Task directions. Only the lines below from the one containing "pub fn invalid_scenario(path: &str, reason: &str)" to the one containing "while end +" should be repeated, both included and unchanged.

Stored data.
━━━━━━━━━━
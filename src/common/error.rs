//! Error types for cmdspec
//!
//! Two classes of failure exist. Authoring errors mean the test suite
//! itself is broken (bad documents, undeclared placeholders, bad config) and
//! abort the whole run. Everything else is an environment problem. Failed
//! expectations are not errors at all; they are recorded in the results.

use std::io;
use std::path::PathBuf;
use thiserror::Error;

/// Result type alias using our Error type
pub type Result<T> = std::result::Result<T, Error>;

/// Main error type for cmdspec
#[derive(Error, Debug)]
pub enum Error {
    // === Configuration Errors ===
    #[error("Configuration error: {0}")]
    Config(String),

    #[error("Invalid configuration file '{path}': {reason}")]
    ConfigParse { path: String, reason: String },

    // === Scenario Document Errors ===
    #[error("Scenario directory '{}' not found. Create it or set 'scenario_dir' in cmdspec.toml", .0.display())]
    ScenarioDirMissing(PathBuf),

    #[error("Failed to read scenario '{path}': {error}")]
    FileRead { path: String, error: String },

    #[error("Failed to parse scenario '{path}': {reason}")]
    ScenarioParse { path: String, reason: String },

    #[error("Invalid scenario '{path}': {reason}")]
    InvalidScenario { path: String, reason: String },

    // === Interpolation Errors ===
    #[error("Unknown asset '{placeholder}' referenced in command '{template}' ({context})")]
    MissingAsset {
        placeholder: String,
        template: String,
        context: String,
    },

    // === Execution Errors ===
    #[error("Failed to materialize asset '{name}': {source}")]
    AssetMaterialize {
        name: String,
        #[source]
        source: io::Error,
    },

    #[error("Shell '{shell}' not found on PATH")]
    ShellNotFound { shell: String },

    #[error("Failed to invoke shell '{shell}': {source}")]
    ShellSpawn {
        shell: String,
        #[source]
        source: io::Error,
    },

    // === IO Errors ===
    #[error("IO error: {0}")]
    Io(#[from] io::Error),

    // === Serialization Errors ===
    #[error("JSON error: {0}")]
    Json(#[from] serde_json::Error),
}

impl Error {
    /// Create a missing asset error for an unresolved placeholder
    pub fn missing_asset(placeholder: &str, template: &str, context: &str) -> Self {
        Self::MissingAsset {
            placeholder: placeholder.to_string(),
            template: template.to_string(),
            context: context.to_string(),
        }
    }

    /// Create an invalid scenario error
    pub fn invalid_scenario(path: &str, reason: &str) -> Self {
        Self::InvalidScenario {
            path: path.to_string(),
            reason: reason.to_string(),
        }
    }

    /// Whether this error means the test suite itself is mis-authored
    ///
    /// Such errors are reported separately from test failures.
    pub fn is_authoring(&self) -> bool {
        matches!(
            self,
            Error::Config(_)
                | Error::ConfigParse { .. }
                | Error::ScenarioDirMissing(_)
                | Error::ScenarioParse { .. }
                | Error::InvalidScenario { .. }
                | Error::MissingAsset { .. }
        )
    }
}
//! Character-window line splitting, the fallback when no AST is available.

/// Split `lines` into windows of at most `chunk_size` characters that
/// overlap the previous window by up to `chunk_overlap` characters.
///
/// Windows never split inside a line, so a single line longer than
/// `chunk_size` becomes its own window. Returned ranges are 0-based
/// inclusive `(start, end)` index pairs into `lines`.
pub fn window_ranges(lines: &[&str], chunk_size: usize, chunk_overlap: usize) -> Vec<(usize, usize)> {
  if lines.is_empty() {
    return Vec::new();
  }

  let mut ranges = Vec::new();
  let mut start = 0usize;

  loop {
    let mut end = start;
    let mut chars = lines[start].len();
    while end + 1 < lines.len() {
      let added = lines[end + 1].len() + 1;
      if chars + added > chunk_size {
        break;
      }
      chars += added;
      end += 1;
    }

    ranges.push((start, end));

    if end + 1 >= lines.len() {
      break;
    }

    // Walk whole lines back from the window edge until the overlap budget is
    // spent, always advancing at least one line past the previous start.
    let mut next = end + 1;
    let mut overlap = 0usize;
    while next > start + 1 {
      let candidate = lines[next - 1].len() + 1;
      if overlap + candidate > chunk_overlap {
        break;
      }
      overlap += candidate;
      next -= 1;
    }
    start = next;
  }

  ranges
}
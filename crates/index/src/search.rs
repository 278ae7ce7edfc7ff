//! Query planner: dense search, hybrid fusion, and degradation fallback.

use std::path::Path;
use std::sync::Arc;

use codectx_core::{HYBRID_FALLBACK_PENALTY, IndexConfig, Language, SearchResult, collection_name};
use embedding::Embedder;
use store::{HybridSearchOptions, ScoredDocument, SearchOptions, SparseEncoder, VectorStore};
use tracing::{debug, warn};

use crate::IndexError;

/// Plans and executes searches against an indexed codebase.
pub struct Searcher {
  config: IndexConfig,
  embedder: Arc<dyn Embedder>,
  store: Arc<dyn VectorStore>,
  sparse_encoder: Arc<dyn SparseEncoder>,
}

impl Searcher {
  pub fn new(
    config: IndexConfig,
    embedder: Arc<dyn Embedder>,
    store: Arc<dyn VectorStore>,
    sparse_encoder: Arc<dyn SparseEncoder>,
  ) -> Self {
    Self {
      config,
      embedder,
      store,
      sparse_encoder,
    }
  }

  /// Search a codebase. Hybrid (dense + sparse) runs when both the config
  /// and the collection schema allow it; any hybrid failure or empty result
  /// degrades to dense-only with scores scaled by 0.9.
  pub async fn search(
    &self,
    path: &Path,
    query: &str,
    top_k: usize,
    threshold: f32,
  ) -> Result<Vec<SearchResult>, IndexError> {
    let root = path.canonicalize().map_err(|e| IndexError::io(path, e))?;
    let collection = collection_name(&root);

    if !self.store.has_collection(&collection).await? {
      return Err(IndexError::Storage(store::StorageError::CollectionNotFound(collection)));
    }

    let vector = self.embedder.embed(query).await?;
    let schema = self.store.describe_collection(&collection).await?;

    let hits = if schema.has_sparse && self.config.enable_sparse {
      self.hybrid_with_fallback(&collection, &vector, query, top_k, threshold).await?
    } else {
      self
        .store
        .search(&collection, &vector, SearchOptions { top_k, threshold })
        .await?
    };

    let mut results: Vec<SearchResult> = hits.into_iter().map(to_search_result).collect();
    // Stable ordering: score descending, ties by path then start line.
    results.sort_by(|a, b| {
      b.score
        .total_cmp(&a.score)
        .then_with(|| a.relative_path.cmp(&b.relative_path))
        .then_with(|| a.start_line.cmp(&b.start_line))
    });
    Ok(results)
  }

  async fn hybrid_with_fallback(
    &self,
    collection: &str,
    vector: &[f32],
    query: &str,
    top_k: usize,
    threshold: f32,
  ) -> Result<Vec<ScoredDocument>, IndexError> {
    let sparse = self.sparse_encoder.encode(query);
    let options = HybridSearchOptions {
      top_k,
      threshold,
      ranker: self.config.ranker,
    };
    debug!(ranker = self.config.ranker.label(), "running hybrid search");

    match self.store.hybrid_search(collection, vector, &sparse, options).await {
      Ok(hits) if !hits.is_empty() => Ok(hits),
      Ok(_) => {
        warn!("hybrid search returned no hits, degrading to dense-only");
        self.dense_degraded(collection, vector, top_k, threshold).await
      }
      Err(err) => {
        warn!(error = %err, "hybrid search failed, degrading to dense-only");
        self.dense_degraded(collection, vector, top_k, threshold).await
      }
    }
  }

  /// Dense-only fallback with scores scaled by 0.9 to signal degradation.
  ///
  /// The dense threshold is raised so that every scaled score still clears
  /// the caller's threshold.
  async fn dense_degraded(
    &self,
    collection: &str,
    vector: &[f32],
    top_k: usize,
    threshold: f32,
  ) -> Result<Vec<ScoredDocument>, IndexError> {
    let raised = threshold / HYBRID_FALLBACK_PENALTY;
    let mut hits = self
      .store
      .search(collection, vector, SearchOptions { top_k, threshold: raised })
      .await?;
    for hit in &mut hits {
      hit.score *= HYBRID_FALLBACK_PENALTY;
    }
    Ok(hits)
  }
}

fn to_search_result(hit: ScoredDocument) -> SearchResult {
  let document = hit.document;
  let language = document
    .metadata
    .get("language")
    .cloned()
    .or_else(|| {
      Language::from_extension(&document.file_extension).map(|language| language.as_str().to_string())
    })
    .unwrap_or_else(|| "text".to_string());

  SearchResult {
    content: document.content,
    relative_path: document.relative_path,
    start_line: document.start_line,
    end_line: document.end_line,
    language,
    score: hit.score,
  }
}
━━━━━━━━━━
Solved exercise.
    pub fn invalid_scenario(path: &str, reason: &str) -> Self {
        Self::InvalidScenario {
            path: path.to_string(),
            reason: reason.to_string(),
        }
    }

    /// Whether this error means the test suite itself is mis-authored
    ///
    /// Such errors are reported separately from test failures.
    pub fn is_authoring(&self) -> bool {
        matches!(
            self,
            Error::Config(_)
                | Error::ConfigParse { .. }
                | Error::ScenarioDirMissing(_)
                | Error::ScenarioParse { .. }
                | Error::InvalidScenario { .. }
                | Error::MissingAsset { .. }
        )
    }
}
//! Character-window line splitting, the fallback when no AST is available.

/// Split `lines` into windows of at most `chunk_size` characters that
/// overlap the previous window by up to `chunk_overlap` characters.
///
/// Windows never split inside a line, so a single line longer than
/// `chunk_size` becomes its own window. Returned ranges are 0-based
/// inclusive `(start, end)` index pairs into `lines`.
pub fn window_ranges(lines: &[&str], chunk_size: usize, chunk_overlap: usize) -> Vec<(usize, usize)> {
  if lines.is_empty() {
    return Vec::new();
  }

  let mut ranges = Vec::new();
  let mut start = 0usize;

  loop {
    let mut end = start;
    let mut chars = lines[start].len();
    while end + 1 < lines.len() {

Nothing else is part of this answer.